As discussed in our previous client alert, when the secretary of Health and Human Services (HHS) declares a public health emergency (PHE), the secretary is authorized to waive or modify certain Medicare, Medicaid, Children’s Health Insurance Program (CHIP), and Health Insurance Portability and Accountability Act (HIPAA) requirements to ensure that sufficient health care items and services are available to meet the needs of individuals enrolled in federal health care programs and to provide flexibility to and reduce administrative burdens for providers of such items and services (1135 Waivers). CMS did just that, announcing 11 categories of blanket waivers covering a variety of providers, including skilled nursing facilities; excluded and distinct part acute care hospital units; suppliers of durable medical equipment prosthetics, orthotics, and supplies (DMEPOS); long-term acute care hospitals; home health agencies; and administrative burdens, such as provider enrollment and Medicare appeals. These waivers are similar to other waivers HHS has issued for other PHEs, such as hurricanes and other natural disasters.

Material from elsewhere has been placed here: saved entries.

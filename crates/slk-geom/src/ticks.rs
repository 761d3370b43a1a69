//! Distance-calibrated tick marks along screen-space polylines
//!
//! A road segment rendered on screen is a pixel-space polyline that represents a known
//! real-world SLK range. Ticks are placed at global multiples of the minor interval so
//! that adjacent segments line up across their shared boundary.

use crate::MeasuredPolyline;
use std::f64::consts::{FRAC_PI_2, PI};

#[cfg(feature = "serde")]
use serde::{Deserialize, Serialize};

/// Half-length in pixels of a major tick (drawn this far to each side of the line)
const MAJOR_TICK_HALF_LENGTH_PX: f64 = 6.0;

/// Half-length in pixels of a minor tick
const MINOR_TICK_HALF_LENGTH_PX: f64 = 2.0;

/// Slack allowed when deciding whether the final tick sits on the polyline's end point
const END_TOLERANCE_PX: f64 = 1e-6;

/// Relative slack when deciding whether a value already sits on an interval multiple
const ALIGN_TOLERANCE: f64 = 1e-9;

/// Which carriageway a rendered line belongs to
#[derive(Clone, Copy, Debug, PartialEq, Eq)]
#[cfg_attr(feature = "serde", derive(Serialize, Deserialize))]
pub enum CarriagewaySide {
    Left,
    Right,
    Single,
}

/// Horizontal anchoring of a tick label
#[derive(Clone, Copy, Debug, PartialEq, Eq)]
#[cfg_attr(feature = "serde", derive(Serialize, Deserialize))]
pub enum TextAlign {
    Left,
    Right,
}

/// Spacing of ticks for one zoom band
#[derive(Clone, Copy, Debug, PartialEq)]
#[cfg_attr(feature = "serde", derive(Serialize, Deserialize))]
pub struct TickSpacing {
    /// Real-world distance between consecutive ticks
    pub minor_interval: f64,
    /// Every `major_count`-th tick is a labelled major tick
    pub major_count: u32,
    /// Decimal places used when formatting labels
    pub decimal_places: usize,
}

/// Chooses tick spacing from the map resolution
pub struct TickSchedule;

impl TickSchedule {
    /// Spacing for a map resolution given in map units per pixel
    pub fn for_resolution(resolution: f64) -> TickSpacing {
        let (minor_interval, major_count, decimal_places) = if resolution < 0.3 {
            (0.001, 10, 2)
        } else if resolution < 1.4 {
            (0.01, 10, 1)
        } else if resolution < 4.0 {
            (0.1, 5, 1)
        } else if resolution < 15.0 {
            (1.0, 1, 0)
        } else if resolution < 80.0 {
            (10.0, 1, 0)
        } else {
            (50.0, 1, 0)
        };

        TickSpacing {
            minor_interval,
            major_count,
            decimal_places,
        }
    }
}

/// A single tick draw command
#[derive(Clone, Debug, PartialEq)]
#[cfg_attr(feature = "serde", derive(Serialize, Deserialize))]
pub struct TickMark {
    /// End points of the tick, perpendicular to the line
    pub segment: (crate::Vector2, crate::Vector2),
    /// Formatted SLK value, present on labelled major ticks only
    pub label: Option<String>,
    /// Direction of the line at the tick in radians
    pub rotation: f64,
    pub major: bool,
}

/// Where and how to draw a tick label
#[derive(Clone, Debug, PartialEq)]
#[cfg_attr(feature = "serde", derive(Serialize, Deserialize))]
pub struct LabelPlacement {
    pub text: String,
    pub rotation: f64,
    pub align: TextAlign,
}

impl TickMark {
    /// Label text, rotation and alignment such that text is never upside-down
    pub fn label_placement(&self) -> Option<LabelPlacement> {
        let text = self.label.clone()?;

        let mut rotation = self.rotation + FRAC_PI_2;
        let mut align = TextAlign::Left;
        if rotation.abs() > FRAC_PI_2 {
            rotation += PI;
            align = TextAlign::Right;
        }

        Some(LabelPlacement {
            text,
            rotation,
            align,
        })
    }
}

/// Generates tick marks for a pixel-space polyline covering `[slk_from, slk_to]`
#[derive(Clone, Debug)]
pub struct TickGenerator {
    slk_from: f64,
    slk_to: f64,
    spacing: TickSpacing,
    canvas_width: f64,
    canvas_height: f64,
    side: Option<CarriagewaySide>,
}

/// Distance from `value` forward to the next multiple of `interval` (zero if already on one)
fn distance_to_next_multiple(value: f64, interval: f64) -> f64 {
    let distance = interval - value.rem_euclid(interval);
    if distance >= interval * (1.0 - ALIGN_TOLERANCE) {
        0.0
    } else {
        distance
    }
}

#[cfg_attr(feature = "profiling", profiling::all_functions)]
impl TickGenerator {
    /// Create a generator with an unbounded canvas and no carriageway side
    pub fn new(slk_from: f64, slk_to: f64, spacing: TickSpacing) -> Self {
        Self {
            slk_from,
            slk_to,
            spacing,
            canvas_width: f64::INFINITY,
            canvas_height: f64::INFINITY,
            side: None,
        }
    }

    /// Only emit ticks inside `[0, width] x [0, height]`
    pub fn with_canvas(mut self, width: f64, height: f64) -> Self {
        self.canvas_width = width;
        self.canvas_height = height;
        self
    }

    /// Set the carriageway the line belongs to; right carriageways get no labels
    pub fn with_side(mut self, side: CarriagewaySide) -> Self {
        self.side = Some(side);
        self
    }

    fn in_canvas(&self, point: crate::Vector2) -> bool {
        !(point.x < 0.0
            || point.x > self.canvas_width
            || point.y < 0.0
            || point.y > self.canvas_height)
    }

    /// Generate tick marks along `polyline`
    ///
    /// Returns no ticks when the polyline, the SLK range or the interval is empty.
    pub fn generate(&self, polyline: &MeasuredPolyline) -> Vec<TickMark> {
        let mut ticks = Vec::new();

        let length_px = polyline.magnitude();
        let length_real = self.slk_to - self.slk_from;
        let minor_interval = self.spacing.minor_interval;
        let major_count = u64::from(self.spacing.major_count.max(1));

        if !(length_px > 0.0 && length_real > 0.0 && minor_interval > 0.0) {
            tracing::debug!(
                length_px,
                slk_from = self.slk_from,
                slk_to = self.slk_to,
                minor_interval,
                "No ticks to generate"
            );
            return ticks;
        }

        let scale = length_px / length_real;
        let minor_interval_px = minor_interval * scale;
        if !(minor_interval_px > 0.0 && minor_interval_px.is_finite()) {
            return ticks;
        }

        let to_first_tick = distance_to_next_multiple(self.slk_from, minor_interval);
        // Global index of the first tick decides which local indices land on major multiples
        let first_index = ((self.slk_from + to_first_tick) / minor_interval).round() as i64;
        let major_phase = (-first_index).rem_euclid(major_count as i64) as u64;

        let initial_offset_px = to_first_tick * scale;
        let labels_enabled = self.side != Some(CarriagewaySide::Right);
        let last_index = polyline
            .segments()
            .iter()
            .rposition(|segment| !segment.is_degenerate())
            .unwrap_or(0);

        let mut tick_index: u64 = 0;
        let mut current_offset_px = initial_offset_px;
        let mut len_so_far_px = 0.0;

        for (index, segment) in polyline.segments().iter().enumerate() {
            if segment.is_degenerate() {
                continue;
            }

            let len_after_segment = len_so_far_px + segment.length();
            let unit = segment.vector().divide(segment.length());
            let rotation = unit.direction();
            let perpendicular = unit.left();

            let end_px = len_after_segment + END_TOLERANCE_PX;
            while current_offset_px < len_after_segment
                || (index == last_index && current_offset_px <= end_px)
            {
                let major = tick_index % major_count == major_phase;
                let half_length = if major {
                    MAJOR_TICK_HALF_LENGTH_PX
                } else {
                    MINOR_TICK_HALF_LENGTH_PX
                };

                let base = segment.a() + unit.scale(current_offset_px - len_so_far_px);
                if self.in_canvas(base) {
                    let label = (major && labels_enabled).then(|| {
                        let value =
                            tick_index as f64 * minor_interval + to_first_tick + self.slk_from;
                        format!("{:.*}", self.spacing.decimal_places, value)
                    });
                    ticks.push(TickMark {
                        segment: (
                            base - perpendicular.scale(half_length),
                            base + perpendicular.scale(half_length),
                        ),
                        label,
                        rotation,
                        major,
                    });
                }

                tick_index += 1;
                current_offset_px = tick_index as f64 * minor_interval_px + initial_offset_px;
            }

            len_so_far_px = len_after_segment;
        }

        ticks
    }
}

We discuss below each of these blanket waivers, as well as the process for 1135 Waivers on a case-by-case basis for modifications requested outside the announced blanket waivers; HHS’s related waiver of certain sanctions and penalties against a covered hospital under HIPAA; and CMS’s waiver of certain telehealth reimbursement requirements. We note that these waivers do not apply to conditions of payment, which cannot be waived.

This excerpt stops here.